== Exercise aim ==
Whenever the word "struct" turns up in a line of the data below, copy that line.

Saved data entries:

########

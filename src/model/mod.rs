//! Aggregation model: parsed series in, per-run summaries and report data out.

pub mod report;
pub mod summary;
pub mod timeline;

pub use report::{
    FailureRecord, ReportData, RunRecord, TotalsView, analyze_log, build_report_data,
    normalize_throughput,
};
pub use summary::{MIN_TRIMMED_SAMPLES, SeriesSummary, TRIM, summarize, throughput, trimmed_mean};
pub use timeline::{TimelineData, build_timeline};
use chrono::NaiveDateTime;
use serde::Serialize;

/// Bytes per megabyte used for every byte counter in the log.
pub const BYTES_PER_MB: f64 = 1_048_576.0;

/// The three line layouts the load tracker has written over time. Each one extends the
/// previous one with more fields.
#[derive(Debug, Clone, Copy, PartialEq, Eq, PartialOrd, Ord, Hash, Serialize, clap::ValueEnum)]
#[serde(rename_all = "snake_case")]
pub enum LineFormat {
    /// CPU and network counters.
    Network,
    /// Network plus disk read/write bytes.
    Disk,
    /// Disk plus active connection and in-flight RPC counts.
    Connections,
}

impl LineFormat {
    /// Richest first; detection takes the first one that matches.
    pub const ALL: [LineFormat; 3] = [
        LineFormat::Connections,
        LineFormat::Disk,
        LineFormat::Network,
    ];

    pub fn has_disk(self) -> bool {
        self != LineFormat::Network
    }

    pub fn has_connections(self) -> bool {
        self == LineFormat::Connections
    }
}

/// Connection and RPC gauges, present only in the richest layout.
#[derive(Debug, Clone, Copy, PartialEq)]
pub struct ConnectionCounts {
    pub active_connections: u64,
    pub current_rpcs: u64,
}

/// A single parsed data line. Byte counters are already converted to MB.
#[derive(Debug, Clone, PartialEq)]
pub struct MetricSample {
    pub timestamp: NaiveDateTime,
    pub cpu_pct: f64,
    pub net_recv_mb: f64,
    pub net_send_mb: f64,
    /// (read, write); None for the network-only layout.
    pub disk_mb: Option<(f64, f64)>,
    pub connections: Option<ConnectionCounts>,
}

impl MetricSample {
    pub fn net_total_mb(&self) -> f64 {
        self.net_recv_mb + self.net_send_mb
    }

    pub fn disk_total_mb(&self) -> Option<f64> {
        self.disk_mb.map(|(r, w)| r + w)
    }
}

pub fn bytes_to_mb(bytes: u64) -> f64 {
    bytes as f64 / BYTES_PER_MB
}
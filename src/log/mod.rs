//! Log parsing for the load tracker's per-second resource lines.

pub mod parse;
pub mod row;
pub mod series;

pub use parse::{LinePatterns, parse_log_file, parse_log_text};
pub use row::{BYTES_PER_MB, ConnectionCounts, LineFormat, MetricSample};
pub use series::MetricSeries;
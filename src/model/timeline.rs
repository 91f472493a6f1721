//! Time series of a single run, aligned on seconds since the first sample.

use crate::log::{LineFormat, MetricSeries};
use serde::Serialize;

#[derive(Debug, Clone, PartialEq, Serialize)]
pub struct TimelineData {
    pub title: String,
    pub path: String,
    pub format: LineFormat,
    pub elapsed_secs: Vec<f64>,
    pub cpu_pct: Vec<f64>,
    pub net_recv_mb: Vec<f64>,
    pub net_send_mb: Vec<f64>,
    pub disk_read_mb: Option<Vec<f64>>,
    pub disk_write_mb: Option<Vec<f64>>,
}

pub fn build_timeline(title: &str, path: &str, series: &MetricSeries) -> TimelineData {
    TimelineData {
        title: title.to_string(),
        path: path.to_string(),
        format: series.format,
        elapsed_secs: series.elapsed_secs(),
        cpu_pct: series.cpu_pct(),
        net_recv_mb: series.net_recv_mb(),
        net_send_mb: series.net_send_mb(),
        disk_read_mb: series.disk_read_mb(),
        disk_write_mb: series.disk_write_mb(),
    }
}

########

== Exercise solution ==
pub struct ConnectionCounts {
pub struct MetricSample {
pub struct TimelineData {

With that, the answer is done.